use std::collections::HashSet;

use proptest::prelude::*;
use rand::rngs::StdRng;
use rand::SeedableRng;

use amity_core::catalog::TraitCatalog;
use amity_core::models::{EvaluationMode, Friend};
use amity_selection::select_next;
use amity_session::EvaluationSession;

fn session_with_friends(count: usize) -> EvaluationSession {
    let mut session = EvaluationSession::new("user-1", EvaluationMode::Standard);
    for i in 0..count {
        session
            .add_friend(Friend::new(&format!("friend-{i}")).unwrap())
            .unwrap();
    }
    session
}

proptest! {
    #[test]
    fn selected_friend_is_always_unrated(
        friend_count in 1usize..8,
        rated_mask in any::<u8>(),
        seed in any::<u64>(),
    ) {
        let catalog = TraitCatalog::default();
        let loyalty = catalog.get("loyalty").unwrap();
        let mut session = session_with_friends(friend_count);
        let ids: Vec<String> = session.roster.iter().map(|f| f.id.clone()).collect();

        let mut rated = HashSet::new();
        for (i, id) in ids.iter().enumerate() {
            if rated_mask & (1 << i) != 0 {
                session.record_rating(&loyalty.id, id, 3);
                rated.insert(id.clone());
            }
        }

        let mut rng = StdRng::seed_from_u64(seed);
        match select_next(&mut session, loyalty, &mut rng) {
            Some(picked) => prop_assert!(!rated.contains(&picked.friend_id)),
            None => prop_assert_eq!(rated.len(), friend_count),
        }
    }

    #[test]
    fn fully_rated_trait_always_signals_none(
        friend_count in 1usize..8,
        seed in any::<u64>(),
    ) {
        let catalog = TraitCatalog::default();
        let loyalty = catalog.get("loyalty").unwrap();
        let mut session = session_with_friends(friend_count);
        let ids: Vec<String> = session.roster.iter().map(|f| f.id.clone()).collect();
        for id in &ids {
            session.record_rating(&loyalty.id, id, 5);
        }

        let mut rng = StdRng::seed_from_u64(seed);
        prop_assert!(select_next(&mut session, loyalty, &mut rng).is_none());
    }

    #[test]
    fn no_template_repeats_before_exhaustion(seed in any::<u64>()) {
        let catalog = TraitCatalog::default();
        let loyalty = catalog.get("loyalty").unwrap();
        let template_count = loyalty.questions.standard.len();
        let mut session = session_with_friends(1);
        let mut rng = StdRng::seed_from_u64(seed);

        let mut seen = HashSet::new();
        for _ in 0..template_count {
            let picked = select_next(&mut session, loyalty, &mut rng).unwrap();
            prop_assert!(seen.insert(picked.question_index));
        }
        prop_assert_eq!(seen.len(), template_count);

        // One more pick: the pool has reset, any index is fair again.
        let picked = select_next(&mut session, loyalty, &mut rng).unwrap();
        prop_assert!(picked.question_index < template_count);
    }
}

------------

__What this task involves__
The answer must be a single number: the count of lines in the listing that hold the word "rand".

__Written solution__
2